Forschungsbericht „Hybrid Parks“

Minister Michael Groschek
8. Juli 2015

Forschungsbericht „Hybrid Parks“ zur zukünftigen Entwicklung der Grünen Infrastruktur in Nordrhein-Westfalen vorgestellt

Forschungsbericht über neue Anforderungen an Parks und Gärten veröffentlicht

Der Bericht „Hybrid Parks“ wertet Erfahrungen im europäischen Raum mit den ökologischen, sozialen und ökonomischen Beiträgen von Gärten, Parks und öffentlichem Grün zur nachhaltigen Stadt- und Regionalentwicklung aus.

 
Das Ministerium für Bauen, Wohnen und Stadtentwicklung und Verkehr teilt mit:

Einen Forschungsbericht über neue Anforderungen an Parks und Gärten für das Land Nordrhein-Westfalen hat jetzt das Zentrum für Gartenkunst und Landschaftskultur, die Stiftung Schloss Dyck, im Auftrag des Ministeriums für Bauen, Wohnen, Stadtentwicklung und Verkehr herausgegeben und auf den Internetseiten des NRW-Bauministeriums veröffentlicht. Der Bericht „Hybrid Parks“ wertet Erfahrungen im europäischen Raum mit den ökologischen, sozialen und ökonomischen Beiträgen von Gärten, Parks und öffentlichem Grün zur nachhaltigen Stadt- und Regionalentwicklung aus.

Schloss Dyck im Rhein-Kreis Neuss ist nicht nur als Kulisse für „Verbotene Liebe“ und bei Oldtimerfreunden durch die „Classic Days“ bekannt. Das Wasserschloss mit seinem englischen Landschaftsgarten gehört zu den bedeutendsten Kulturdenkmälern im Rheinland. Im Jahr 2002 fand hier die Landesgartenschau statt. Heute beherbergt es das Zentrum für Gartenkunst und Landschaftskultur und gehört zum Europäischen Gartennetzwerk (European Garden Heritage Network).

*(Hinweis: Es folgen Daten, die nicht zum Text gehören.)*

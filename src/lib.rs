#![forbid(unsafe_code)]

//! Altius Test Watcher (atw) — polls the Altius test-report endpoint on a
//! fixed interval and sends a Telegram message when the classified result
//! changes.
//!
//! The watcher is deliberately simple: one worker, one poll at a time, no
//! retries. Any failure inside a poll cycle is fatal and the process exits
//! with code 1, leaving restarts to an external supervisor.
//!
//! # Library usage
//!
//! Use the [`prelude`] for convenient access to the most common types:
//!
//! ```rust,no_run
//! use altius_test_watcher::prelude::*;
//! ```

pub mod prelude;

pub mod core;
pub mod daemon;
pub mod logger;
pub mod upstream;
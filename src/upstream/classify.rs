//! Status classification: maps the raw report body to a [`TestResult`].

use std::fmt;

use serde::{Deserialize, Serialize};

use crate::core::errors::{AtwError, Result};

/// Body returned while the lab is still working on the sample.
const PROCESSING_BODY: &str = "Test processing.";

/// Body returned when the endpoint did not recognize the retrieval code or
/// date of birth. Surfaced verbatim by the upstream service.
const INVALID_INPUT_BODY: &str = "Cannot read property 'email' of undefined";

/// The classified state of a watched test.
///
/// `Unseen` is the initial sentinel: it is never produced by
/// [`classify`] and only exists so the first real classification compares
/// unequal to "nothing observed yet".
#[derive(Debug, Clone, Copy, Default, PartialEq, Eq, Serialize, Deserialize)]
#[serde(rename_all = "lowercase")]
pub enum TestResult {
    /// No poll has succeeded yet.
    #[default]
    Unseen,
    /// The lab is still processing the sample.
    Processing,
    /// The status is no longer "processing". The only distinction drawn
    /// today beyond the processing/error states.
    Changed,
    /// Reserved for future classification refinement; never produced.
    Positive,
    /// Reserved for future classification refinement; never produced.
    Negative,
}

impl fmt::Display for TestResult {
    fn fmt(&self, f: &mut fmt::Formatter<'_>) -> fmt::Result {
        match self {
            Self::Unseen => write!(f, "unseen"),
            Self::Processing => write!(f, "processing"),
            Self::Changed => write!(f, "changed"),
            Self::Positive => write!(f, "positive"),
            Self::Negative => write!(f, "negative"),
        }
    }
}

/// Classify a raw report body.
///
/// The invalid-input body is not a result: it means the identifying
/// parameters were rejected upstream, which is fatal because retrying with
/// the same parameters cannot succeed.
pub fn classify(raw: &str) -> Result<TestResult> {
    match raw {
        PROCESSING_BODY => Ok(TestResult::Processing),
        INVALID_INPUT_BODY => Err(AtwError::InvalidInput),
        _ => Ok(TestResult::Changed),
    }
}
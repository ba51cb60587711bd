//! Convenience re-exports for library consumers.
//!
//! ```rust,no_run
//! use altius_test_watcher::prelude::*;
//! ```

// Core
pub use crate::core::config::Config;
pub use crate::core::errors::{AtwError, Result};

// Upstream
pub use crate::upstream::classify::{TestResult, classify};
pub use crate::upstream::client::{HttpStatusClient, StatusFetcher};

// Daemon
pub use crate::daemon::notifications::{Notifier, TelegramNotifier};
pub use crate::daemon::signals::ShutdownSignal;
pub use crate::daemon::watch_loop::{POLL_INTERVAL, ResultStore, WatchDaemon, WatchTarget};
//! Notification dispatch: one outbound Telegram message per status change.
//!
//! The transport is fire-and-confirm: a send either succeeds or returns an
//! error; there is no queueing or retry here. Deduplication happens upstream
//! via the watch loop's change detection.

use std::time::Duration;

use serde::{Deserialize, Serialize};

use crate::core::config::TelegramConfig;
use crate::core::errors::{AtwError, Result};
use crate::upstream::classify::TestResult;

/// Capability seam for delivering a text message to a chat.
pub trait Notifier {
    /// Deliver `text` to the given chat. Errors are fatal to the watch loop.
    fn send(&self, chat_id: i64, text: &str) -> Result<()>;
}

/// Render the outbound message for a newly observed status.
#[must_use]
pub fn update_message(status: TestResult) -> String {
    format!("Test status has been updated: {status}")
}

// ──────────────────── Telegram transport ────────────────────

#[derive(Debug, Serialize)]
struct SendMessageRequest<'a> {
    chat_id: i64,
    text: &'a str,
}

/// The subset of the Bot API response we care about.
#[derive(Debug, Deserialize)]
struct SendMessageResponse {
    ok: bool,
    #[serde(default)]
    description: Option<String>,
}

/// [`Notifier`] backed by the Telegram Bot API `sendMessage` method.
pub struct TelegramNotifier {
    api_base: String,
    token: String,
    http: reqwest::blocking::Client,
}

impl TelegramNotifier {
    /// Build a notifier from Telegram configuration.
    pub fn from_config(config: &TelegramConfig) -> Result<Self> {
        let http = reqwest::blocking::Client::builder()
            .timeout(Duration::from_secs(config.request_timeout_secs))
            .build()
            .map_err(|e| AtwError::Notify {
                details: format!("failed to build HTTP client: {e}"),
            })?;

        Ok(Self {
            api_base: config.api_base.trim_end_matches('/').to_string(),
            token: config.token.clone(),
            http,
        })
    }

    fn send_message_url(&self) -> String {
        format!("{}/bot{}/sendMessage", self.api_base, self.token)
    }
}

impl Notifier for TelegramNotifier {
    fn send(&self, chat_id: i64, text: &str) -> Result<()> {
        // Error details never include the URL: it embeds the bot token.
        let response = self
            .http
            .post(self.send_message_url())
            .json(&SendMessageRequest { chat_id, text })
            .send()
            .map_err(|e| AtwError::Notify {
                details: format!("sendMessage to chat {chat_id}: {}", e.without_url()),
            })?;

        let status = response.status();
        if !status.is_success() {
            return Err(AtwError::Notify {
                details: format!("sendMessage to chat {chat_id}: unexpected status {status}"),
            });
        }

        let body: SendMessageResponse = response.json().map_err(|e| AtwError::Notify {
            details: format!(
                "sendMessage to chat {chat_id}: malformed response: {}",
                e.without_url()
            ),
        })?;

        if !body.ok {
            return Err(AtwError::Notify {
                details: format!(
                    "sendMessage to chat {chat_id}: rejected: {}",
                    body.description.unwrap_or_else(|| "no description".to_string())
                ),
            });
        }

        Ok(())
    }
}
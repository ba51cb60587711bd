//! HTTP client for the report endpoint.
//!
//! One synchronous GET per poll against the fixed, versionless report URL.
//! The client carries a finite request timeout so the watch loop can never
//! hang indefinitely on a stalled connection.

use std::time::Duration;

use crate::core::config::UpstreamConfig;
use crate::core::errors::{AtwError, Result};

/// Capability seam for fetching the raw status body.
///
/// The watch loop only ever talks to this trait; tests substitute scripted
/// fetchers for [`HttpStatusClient`].
pub trait StatusFetcher {
    /// Fetch the raw report body for the given identifying parameters.
    fn fetch(&self, retrieval_code: &str, date_of_birth: &str) -> Result<String>;
}

/// Remove `-` separators from a retrieval code.
///
/// Codes are commonly handed out hyphenated (`abc-123-def`) but the endpoint
/// expects them bare.
#[must_use]
pub fn normalize_retrieval_code(retrieval_code: &str) -> String {
    retrieval_code.replace('-', "")
}

/// Blocking HTTP implementation of [`StatusFetcher`].
pub struct HttpStatusClient {
    base_url: String,
    http: reqwest::blocking::Client,
}

impl HttpStatusClient {
    /// Build a client from upstream configuration.
    pub fn from_config(config: &UpstreamConfig) -> Result<Self> {
        let http = reqwest::blocking::Client::builder()
            .timeout(Duration::from_secs(config.request_timeout_secs))
            .build()
            .map_err(|e| AtwError::Transport {
                details: format!("failed to build HTTP client: {e}"),
            })?;

        Ok(Self {
            base_url: config.base_url.trim_end_matches('/').to_string(),
            http,
        })
    }

    fn report_url(&self, retrieval_code: &str, date_of_birth: &str) -> String {
        format!(
            "{}/nabu/test-report/{}/{}",
            self.base_url,
            normalize_retrieval_code(retrieval_code),
            date_of_birth
        )
    }
}

impl StatusFetcher for HttpStatusClient {
    fn fetch(&self, retrieval_code: &str, date_of_birth: &str) -> Result<String> {
        let url = self.report_url(retrieval_code, date_of_birth);

        let response = self.http.get(&url).send().map_err(|e| AtwError::Transport {
            details: format!("GET {url}: {e}"),
        })?;

        let status = response.status();
        if !status.is_success() {
            return Err(AtwError::Transport {
                details: format!("GET {url}: unexpected status {status}"),
            });
        }

        response.text().map_err(|e| AtwError::Transport {
            details: format!("GET {url}: failed to read body: {e}"),
        })
    }
}

#[cfg(test)]
mod tests {
    use super::*;

    fn client(base_url: &str) -> HttpStatusClient {
        HttpStatusClient::from_config(&UpstreamConfig {
            base_url: base_url.to_string(),
            request_timeout_secs: 1,
        })
        .unwrap()
    }

    #[test]
    fn normalize_strips_all_hyphens() {
        assert_eq!(normalize_retrieval_code("abc-123-def"), "abc123def");
        assert_eq!(normalize_retrieval_code("--a--"), "a");
        assert_eq!(normalize_retrieval_code("plain"), "plain");
        assert_eq!(normalize_retrieval_code(""), "");
    }

    #[test]
    fn report_url_templates_normalized_code_and_date() {
        let c = client("https://covid19.altius.org");
        assert_eq!(
            c.report_url("abc-123", "1990-01-02"),
            "https://covid19.altius.org/nabu/test-report/abc123/1990-01-02"
        );
    }

    #[test]
    fn report_url_tolerates_trailing_slash_in_base() {
        let c = client("https://covid19.altius.org/");
        assert_eq!(
            c.report_url("x", "d"),
            "https://covid19.altius.org/nabu/test-report/x/d"
        );
    }

    #[test]
    fn unreachable_endpoint_surfaces_transport_error() {
        // Reserved TEST-NET-1 address; connection fails within the 1s timeout.
        let c = client("http://192.0.2.1:9");
        let err = c.fetch("code", "date").expect_err("expected transport failure");
        assert_eq!(err.code(), "ATW-2001");
    }
}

Zu diesem Netzwerk gehören rund 170 Gärten in zwölf europäischen Ländern. Die waren Gegenstand einer von der EU geförderten (INTERREG Programm) Forschungsarbeit „Hybrid Parks“. Das Projektvolumen für „Hybrid Parks“ betrug rund 2,4 Millionen Euro. Das europaweite Projekt beschäftigte sich mit den ökologischen, sozialen und ökonomischen Beiträgen von Gärten, Parks und öffentlichem Grün zur nachhaltigen Stadt- und Regionalentwicklung - auch vor dem Hintergrund des Klimawandels und den sich ändernden Nutzeranforderungen. Im Erfahrungsaustausch über erfolgreiche Maßnahmen in den zehn Partnerländern erarbeiteten die Projektpartner ein Modell zur Entwicklung zukünftiger „hybrider“ Parks und Gärten in Europa. (http://www.hybridparks.eu/).
 
Das Bauministerium hat das EU-Projekt „Hybrid Parks“ mit dem jetzt vorliegenden Forschungsauftrag begleiten lassen, um die aus dem INTERREG-Projekt sowie der kontinuierlichen Arbeit des Netzwerkes gewonnenen Erkenntnisse mit anderen beispielhaften Projekten zu vergleichen und die Übertragbarkeit auf nordrhein-westfälische Kommunen zu untersuchen und zu konkreten Empfehlungen zusammen zu fassen.

Bauminister Michael Groschek zu dem Projekt: „‘Weise gehen in den Garten‘, das wusste bereits Joachim Ringelnatz. Gärten und Parkanlagen spielen in der europäischen Kulturgeschichte eine große Rolle. Unterschiedliche Ideen, Gemeinsamkeiten und Zukunftsperspektiven herauszuarbeiten, das ist gelebte europäische Integration. Als oberste Denkmalschutzbehörde sind wir der europäischen Gartenkunst besonders verpflichtet. Heute kommen noch mehr Interessen hinzu: die soziale, integrative und ökologische Bedeutung von Freiräumen wird in der Stadtplanung und angesichts des Klimawandels immer wichtiger.“

Mit der Zielsetzung nachhaltiger Stadt-und Regionalentwicklung und mit der politischen Schwerpunktsetzung einer Grünen Stadt, wie sie in Nordrhein-Westfalen erfolgt ist, steigen auch die Anforderungen an die öffentlichen zugänglichen Freiflächen und Parks. Der jetzt zur Verfügung stehende Forschungsbericht benennt Chancen und Herausforderungen für die zukünftige Arbeit für und mit Parks und Gärten. Er zeigt Entwicklungsmöglichkeiten und Ressourcen auf.